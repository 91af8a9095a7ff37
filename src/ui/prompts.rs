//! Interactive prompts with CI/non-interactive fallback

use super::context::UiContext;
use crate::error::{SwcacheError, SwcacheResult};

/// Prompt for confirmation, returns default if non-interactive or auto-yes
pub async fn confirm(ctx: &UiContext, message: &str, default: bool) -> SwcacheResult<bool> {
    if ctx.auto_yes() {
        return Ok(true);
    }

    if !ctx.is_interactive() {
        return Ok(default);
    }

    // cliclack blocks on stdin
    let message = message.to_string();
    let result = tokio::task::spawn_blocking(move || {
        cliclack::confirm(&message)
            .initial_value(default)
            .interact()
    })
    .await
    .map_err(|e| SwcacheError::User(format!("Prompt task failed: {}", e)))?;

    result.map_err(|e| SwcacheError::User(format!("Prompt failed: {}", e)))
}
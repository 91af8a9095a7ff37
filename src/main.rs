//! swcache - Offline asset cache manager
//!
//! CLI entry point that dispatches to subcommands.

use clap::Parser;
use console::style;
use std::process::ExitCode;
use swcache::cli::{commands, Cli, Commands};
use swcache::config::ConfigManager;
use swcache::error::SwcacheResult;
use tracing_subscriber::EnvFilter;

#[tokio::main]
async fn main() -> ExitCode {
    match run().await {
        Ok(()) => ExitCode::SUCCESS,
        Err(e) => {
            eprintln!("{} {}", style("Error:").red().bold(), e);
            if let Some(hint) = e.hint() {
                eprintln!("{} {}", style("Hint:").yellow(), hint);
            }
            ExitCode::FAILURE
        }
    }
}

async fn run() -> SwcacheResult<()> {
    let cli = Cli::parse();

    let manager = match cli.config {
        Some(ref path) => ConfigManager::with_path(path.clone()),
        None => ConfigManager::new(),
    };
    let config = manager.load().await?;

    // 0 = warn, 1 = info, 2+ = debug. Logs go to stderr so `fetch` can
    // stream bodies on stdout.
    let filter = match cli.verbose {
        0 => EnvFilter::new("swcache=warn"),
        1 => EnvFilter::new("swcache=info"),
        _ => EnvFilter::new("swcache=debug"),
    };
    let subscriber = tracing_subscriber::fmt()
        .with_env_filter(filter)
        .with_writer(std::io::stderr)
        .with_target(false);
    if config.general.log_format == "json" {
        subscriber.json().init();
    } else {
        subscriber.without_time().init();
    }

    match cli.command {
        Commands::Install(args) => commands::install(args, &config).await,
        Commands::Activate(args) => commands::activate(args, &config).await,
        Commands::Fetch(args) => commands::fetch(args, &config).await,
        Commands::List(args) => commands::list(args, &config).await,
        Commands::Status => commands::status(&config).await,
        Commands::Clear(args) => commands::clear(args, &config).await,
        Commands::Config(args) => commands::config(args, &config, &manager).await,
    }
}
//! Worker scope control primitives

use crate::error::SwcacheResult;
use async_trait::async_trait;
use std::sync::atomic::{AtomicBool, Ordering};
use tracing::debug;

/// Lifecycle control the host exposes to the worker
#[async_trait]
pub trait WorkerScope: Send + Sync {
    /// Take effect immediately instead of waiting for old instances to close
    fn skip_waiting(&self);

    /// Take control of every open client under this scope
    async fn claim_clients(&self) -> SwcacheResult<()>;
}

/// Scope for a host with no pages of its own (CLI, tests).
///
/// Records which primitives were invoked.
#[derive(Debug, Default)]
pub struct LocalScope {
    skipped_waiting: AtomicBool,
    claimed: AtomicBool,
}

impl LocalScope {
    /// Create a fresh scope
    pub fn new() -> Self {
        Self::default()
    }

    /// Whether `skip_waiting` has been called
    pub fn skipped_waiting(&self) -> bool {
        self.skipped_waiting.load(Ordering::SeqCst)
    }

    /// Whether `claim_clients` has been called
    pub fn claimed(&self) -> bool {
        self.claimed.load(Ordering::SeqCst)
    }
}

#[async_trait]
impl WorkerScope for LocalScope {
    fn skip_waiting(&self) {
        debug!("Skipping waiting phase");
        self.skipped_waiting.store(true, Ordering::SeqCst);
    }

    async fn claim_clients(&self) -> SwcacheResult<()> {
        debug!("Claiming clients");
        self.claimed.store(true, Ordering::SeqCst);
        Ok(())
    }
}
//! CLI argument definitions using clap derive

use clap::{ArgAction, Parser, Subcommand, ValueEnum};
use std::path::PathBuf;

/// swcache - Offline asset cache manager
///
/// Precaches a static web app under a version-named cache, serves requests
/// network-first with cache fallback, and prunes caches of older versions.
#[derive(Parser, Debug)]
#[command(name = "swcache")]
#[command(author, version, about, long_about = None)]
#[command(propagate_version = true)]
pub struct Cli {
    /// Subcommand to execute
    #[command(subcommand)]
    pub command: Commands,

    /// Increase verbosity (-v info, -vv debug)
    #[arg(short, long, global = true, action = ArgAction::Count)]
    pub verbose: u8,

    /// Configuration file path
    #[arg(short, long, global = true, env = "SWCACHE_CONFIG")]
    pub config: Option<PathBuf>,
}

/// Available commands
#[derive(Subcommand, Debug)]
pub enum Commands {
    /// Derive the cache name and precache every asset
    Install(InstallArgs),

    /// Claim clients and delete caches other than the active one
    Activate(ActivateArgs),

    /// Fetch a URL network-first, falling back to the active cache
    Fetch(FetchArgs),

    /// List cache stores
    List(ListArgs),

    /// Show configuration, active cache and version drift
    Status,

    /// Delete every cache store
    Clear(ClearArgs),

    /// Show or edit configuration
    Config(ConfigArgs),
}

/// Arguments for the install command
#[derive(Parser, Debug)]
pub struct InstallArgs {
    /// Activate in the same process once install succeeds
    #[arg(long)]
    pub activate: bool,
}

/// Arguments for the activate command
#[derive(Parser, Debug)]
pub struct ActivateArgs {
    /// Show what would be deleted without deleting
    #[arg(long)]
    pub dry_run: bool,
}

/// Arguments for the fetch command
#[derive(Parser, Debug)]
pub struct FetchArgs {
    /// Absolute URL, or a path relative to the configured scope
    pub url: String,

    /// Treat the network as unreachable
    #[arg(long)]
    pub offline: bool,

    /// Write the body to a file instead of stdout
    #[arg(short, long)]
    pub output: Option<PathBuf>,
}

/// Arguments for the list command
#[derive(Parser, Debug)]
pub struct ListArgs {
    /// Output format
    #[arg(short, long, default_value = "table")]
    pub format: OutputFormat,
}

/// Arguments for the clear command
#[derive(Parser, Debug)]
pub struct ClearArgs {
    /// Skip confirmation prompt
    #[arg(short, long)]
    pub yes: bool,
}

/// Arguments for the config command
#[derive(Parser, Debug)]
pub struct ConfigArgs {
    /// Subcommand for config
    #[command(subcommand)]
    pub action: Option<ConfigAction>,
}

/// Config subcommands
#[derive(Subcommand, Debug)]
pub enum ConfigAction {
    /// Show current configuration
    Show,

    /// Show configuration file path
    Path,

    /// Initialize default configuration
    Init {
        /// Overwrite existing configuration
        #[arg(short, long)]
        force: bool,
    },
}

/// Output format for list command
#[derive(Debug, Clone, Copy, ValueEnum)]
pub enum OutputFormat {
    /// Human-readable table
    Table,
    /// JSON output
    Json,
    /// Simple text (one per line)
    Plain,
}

§

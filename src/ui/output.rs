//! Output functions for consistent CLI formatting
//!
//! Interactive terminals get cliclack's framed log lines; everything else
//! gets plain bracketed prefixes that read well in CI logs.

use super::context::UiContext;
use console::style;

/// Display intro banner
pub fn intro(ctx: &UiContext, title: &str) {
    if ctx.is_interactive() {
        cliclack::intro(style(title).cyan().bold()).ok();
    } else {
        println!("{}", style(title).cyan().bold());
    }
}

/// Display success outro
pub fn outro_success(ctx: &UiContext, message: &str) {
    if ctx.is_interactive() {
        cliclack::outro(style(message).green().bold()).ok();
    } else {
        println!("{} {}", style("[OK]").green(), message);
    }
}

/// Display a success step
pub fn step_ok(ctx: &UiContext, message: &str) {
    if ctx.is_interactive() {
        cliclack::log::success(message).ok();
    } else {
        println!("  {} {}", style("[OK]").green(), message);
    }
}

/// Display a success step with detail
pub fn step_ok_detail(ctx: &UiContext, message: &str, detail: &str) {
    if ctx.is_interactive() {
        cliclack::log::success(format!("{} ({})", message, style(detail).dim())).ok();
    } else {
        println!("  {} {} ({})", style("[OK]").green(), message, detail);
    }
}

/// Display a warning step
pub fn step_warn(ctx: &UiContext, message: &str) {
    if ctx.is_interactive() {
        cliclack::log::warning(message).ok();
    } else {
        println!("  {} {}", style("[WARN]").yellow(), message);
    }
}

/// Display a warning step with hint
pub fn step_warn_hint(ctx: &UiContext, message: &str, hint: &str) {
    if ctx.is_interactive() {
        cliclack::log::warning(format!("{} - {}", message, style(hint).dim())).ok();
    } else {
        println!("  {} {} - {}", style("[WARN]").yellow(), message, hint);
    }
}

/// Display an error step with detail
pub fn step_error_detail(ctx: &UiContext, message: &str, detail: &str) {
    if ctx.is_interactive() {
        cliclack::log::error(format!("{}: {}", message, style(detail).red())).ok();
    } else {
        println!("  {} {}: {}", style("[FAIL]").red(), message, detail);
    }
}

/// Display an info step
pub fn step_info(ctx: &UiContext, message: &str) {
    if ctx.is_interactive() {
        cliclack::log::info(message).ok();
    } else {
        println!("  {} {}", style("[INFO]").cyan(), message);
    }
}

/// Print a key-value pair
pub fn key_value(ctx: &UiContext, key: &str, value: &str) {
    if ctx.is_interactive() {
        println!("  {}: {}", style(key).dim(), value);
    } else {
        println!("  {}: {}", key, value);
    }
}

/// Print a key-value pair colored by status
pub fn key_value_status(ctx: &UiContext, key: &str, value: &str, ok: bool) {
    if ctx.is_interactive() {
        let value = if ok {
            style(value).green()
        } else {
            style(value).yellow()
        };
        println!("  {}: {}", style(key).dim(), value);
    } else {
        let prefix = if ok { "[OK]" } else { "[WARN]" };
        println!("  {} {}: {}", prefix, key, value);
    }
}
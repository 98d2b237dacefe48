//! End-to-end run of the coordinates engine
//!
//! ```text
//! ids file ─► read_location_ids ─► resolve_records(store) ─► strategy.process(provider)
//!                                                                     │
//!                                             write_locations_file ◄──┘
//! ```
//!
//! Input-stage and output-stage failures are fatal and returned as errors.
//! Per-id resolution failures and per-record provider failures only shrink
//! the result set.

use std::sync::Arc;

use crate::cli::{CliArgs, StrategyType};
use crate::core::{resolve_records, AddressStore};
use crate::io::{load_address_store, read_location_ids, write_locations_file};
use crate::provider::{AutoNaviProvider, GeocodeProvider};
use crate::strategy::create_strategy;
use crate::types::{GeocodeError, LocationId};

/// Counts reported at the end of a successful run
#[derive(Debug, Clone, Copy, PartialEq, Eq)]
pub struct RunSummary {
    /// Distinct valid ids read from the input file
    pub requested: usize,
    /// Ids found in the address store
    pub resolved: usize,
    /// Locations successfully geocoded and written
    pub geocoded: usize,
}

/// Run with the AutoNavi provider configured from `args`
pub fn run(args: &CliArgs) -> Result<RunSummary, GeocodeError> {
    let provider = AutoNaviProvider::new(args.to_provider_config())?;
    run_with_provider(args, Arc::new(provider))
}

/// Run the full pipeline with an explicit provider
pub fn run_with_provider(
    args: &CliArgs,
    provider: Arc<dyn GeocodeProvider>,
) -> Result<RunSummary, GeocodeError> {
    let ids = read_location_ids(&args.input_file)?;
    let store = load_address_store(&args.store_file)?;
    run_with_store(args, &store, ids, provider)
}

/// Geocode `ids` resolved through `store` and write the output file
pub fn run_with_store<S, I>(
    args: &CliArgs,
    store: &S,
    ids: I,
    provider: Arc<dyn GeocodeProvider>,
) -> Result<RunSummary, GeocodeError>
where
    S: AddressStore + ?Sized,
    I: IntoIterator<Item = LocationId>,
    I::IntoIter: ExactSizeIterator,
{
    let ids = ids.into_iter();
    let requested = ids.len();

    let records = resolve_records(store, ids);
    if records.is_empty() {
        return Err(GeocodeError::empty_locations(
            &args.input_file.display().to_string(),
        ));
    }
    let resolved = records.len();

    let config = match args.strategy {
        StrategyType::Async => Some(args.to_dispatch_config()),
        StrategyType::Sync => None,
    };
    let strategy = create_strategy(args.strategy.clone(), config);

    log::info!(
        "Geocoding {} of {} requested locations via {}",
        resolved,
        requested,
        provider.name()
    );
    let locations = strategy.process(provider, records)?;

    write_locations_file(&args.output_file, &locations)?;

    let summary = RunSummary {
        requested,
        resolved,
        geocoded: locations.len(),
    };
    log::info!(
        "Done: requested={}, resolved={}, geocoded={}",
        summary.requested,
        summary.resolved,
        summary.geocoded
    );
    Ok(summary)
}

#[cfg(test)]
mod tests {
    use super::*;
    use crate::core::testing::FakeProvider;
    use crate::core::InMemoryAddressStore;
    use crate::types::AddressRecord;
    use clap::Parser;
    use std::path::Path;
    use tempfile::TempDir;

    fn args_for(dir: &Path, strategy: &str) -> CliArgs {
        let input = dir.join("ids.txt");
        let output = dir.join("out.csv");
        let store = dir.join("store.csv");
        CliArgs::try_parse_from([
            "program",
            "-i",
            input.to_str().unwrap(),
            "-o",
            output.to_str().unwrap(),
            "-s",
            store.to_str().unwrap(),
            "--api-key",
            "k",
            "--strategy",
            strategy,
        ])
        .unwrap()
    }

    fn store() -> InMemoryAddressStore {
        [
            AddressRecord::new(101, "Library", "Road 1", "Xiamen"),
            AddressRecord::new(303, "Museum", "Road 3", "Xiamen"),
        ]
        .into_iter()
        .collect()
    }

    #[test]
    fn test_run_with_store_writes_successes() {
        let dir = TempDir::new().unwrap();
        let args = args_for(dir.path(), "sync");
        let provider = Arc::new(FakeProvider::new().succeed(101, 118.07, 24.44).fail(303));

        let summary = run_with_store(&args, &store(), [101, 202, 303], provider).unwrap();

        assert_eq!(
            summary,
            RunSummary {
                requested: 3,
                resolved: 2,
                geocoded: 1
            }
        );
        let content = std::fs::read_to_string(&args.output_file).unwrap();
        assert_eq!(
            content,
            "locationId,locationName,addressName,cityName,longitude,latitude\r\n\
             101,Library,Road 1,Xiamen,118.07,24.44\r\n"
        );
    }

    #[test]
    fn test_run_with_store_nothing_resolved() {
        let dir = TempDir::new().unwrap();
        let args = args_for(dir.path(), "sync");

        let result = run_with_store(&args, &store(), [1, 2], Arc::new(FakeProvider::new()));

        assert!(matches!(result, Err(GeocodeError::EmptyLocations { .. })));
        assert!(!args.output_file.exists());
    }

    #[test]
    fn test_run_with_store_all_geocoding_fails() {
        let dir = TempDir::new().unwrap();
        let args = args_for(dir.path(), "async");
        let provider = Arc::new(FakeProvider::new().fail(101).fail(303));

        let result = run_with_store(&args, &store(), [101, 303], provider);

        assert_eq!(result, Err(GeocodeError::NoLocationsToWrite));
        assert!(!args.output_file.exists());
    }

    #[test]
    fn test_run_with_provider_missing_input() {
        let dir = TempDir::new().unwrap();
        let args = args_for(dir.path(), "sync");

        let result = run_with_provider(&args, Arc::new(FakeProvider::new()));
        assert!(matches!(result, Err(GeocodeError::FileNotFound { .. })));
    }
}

§

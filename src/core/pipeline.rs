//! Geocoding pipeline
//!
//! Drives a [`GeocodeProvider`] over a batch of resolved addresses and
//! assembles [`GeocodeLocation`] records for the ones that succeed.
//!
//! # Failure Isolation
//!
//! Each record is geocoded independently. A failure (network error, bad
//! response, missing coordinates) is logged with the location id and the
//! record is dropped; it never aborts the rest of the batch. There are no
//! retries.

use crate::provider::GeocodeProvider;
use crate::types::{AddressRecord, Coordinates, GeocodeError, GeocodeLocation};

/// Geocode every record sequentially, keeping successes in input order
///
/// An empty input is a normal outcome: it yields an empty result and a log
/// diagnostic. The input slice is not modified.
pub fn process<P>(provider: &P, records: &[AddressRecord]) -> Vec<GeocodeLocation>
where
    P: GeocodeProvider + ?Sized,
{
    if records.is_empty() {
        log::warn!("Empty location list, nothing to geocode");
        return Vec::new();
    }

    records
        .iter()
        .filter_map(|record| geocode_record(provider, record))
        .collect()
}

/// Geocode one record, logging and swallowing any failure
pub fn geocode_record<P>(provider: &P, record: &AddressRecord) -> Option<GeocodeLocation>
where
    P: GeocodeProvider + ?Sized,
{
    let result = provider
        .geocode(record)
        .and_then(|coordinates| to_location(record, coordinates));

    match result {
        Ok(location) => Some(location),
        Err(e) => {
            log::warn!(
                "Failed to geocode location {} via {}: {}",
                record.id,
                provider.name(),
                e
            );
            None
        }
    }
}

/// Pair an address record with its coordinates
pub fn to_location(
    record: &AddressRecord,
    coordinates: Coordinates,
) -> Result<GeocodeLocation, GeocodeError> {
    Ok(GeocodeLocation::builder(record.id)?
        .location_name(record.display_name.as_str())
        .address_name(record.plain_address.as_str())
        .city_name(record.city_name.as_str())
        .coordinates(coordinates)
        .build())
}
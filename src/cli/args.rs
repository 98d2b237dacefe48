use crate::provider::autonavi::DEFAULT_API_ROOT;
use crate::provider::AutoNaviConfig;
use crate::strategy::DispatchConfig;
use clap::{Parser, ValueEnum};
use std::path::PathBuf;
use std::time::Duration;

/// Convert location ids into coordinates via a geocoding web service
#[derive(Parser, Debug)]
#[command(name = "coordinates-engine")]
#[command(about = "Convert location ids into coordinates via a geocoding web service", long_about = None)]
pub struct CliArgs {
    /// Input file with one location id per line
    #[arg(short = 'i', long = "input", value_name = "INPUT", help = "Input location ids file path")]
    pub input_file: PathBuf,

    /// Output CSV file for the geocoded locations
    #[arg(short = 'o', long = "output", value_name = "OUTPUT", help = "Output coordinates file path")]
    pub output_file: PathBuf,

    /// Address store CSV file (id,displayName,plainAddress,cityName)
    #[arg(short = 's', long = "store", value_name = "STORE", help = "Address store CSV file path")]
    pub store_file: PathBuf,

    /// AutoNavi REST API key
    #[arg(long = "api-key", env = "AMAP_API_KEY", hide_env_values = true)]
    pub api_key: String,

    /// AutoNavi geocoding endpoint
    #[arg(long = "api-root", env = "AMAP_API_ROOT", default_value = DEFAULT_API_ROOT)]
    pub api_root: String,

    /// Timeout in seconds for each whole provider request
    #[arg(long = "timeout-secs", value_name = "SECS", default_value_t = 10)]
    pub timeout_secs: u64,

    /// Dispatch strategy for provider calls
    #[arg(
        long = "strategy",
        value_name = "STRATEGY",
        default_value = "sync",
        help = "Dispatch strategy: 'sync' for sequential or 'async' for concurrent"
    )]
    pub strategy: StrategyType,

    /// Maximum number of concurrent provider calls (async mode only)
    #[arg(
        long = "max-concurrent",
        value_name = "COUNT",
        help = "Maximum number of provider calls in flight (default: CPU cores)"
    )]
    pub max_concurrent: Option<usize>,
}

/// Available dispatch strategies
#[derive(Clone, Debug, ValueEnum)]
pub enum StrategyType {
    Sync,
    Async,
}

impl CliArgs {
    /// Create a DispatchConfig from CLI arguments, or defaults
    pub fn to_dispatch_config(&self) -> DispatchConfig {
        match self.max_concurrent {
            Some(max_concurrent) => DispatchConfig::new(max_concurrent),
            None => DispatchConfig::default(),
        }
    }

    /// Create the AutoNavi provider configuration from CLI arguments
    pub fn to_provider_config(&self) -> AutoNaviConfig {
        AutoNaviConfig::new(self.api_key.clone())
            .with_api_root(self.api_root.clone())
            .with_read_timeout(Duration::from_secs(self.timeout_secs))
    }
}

§

Work to complete —
Could you return exactly the lines above from the line with "pub trait WorkerScope: Send" to the line with "primitives were invoked.", both included, and nothing else?

Reply to the exercise —
pub trait WorkerScope: Send + Sync {
    /// Take effect immediately instead of waiting for old instances to close
    fn skip_waiting(&self);

    /// Take control of every open client under this scope
    async fn claim_clients(&self) -> SwcacheResult<()>;
}

/// Scope for a host with no pages of its own (CLI, tests).
///
/// Records which primitives were invoked.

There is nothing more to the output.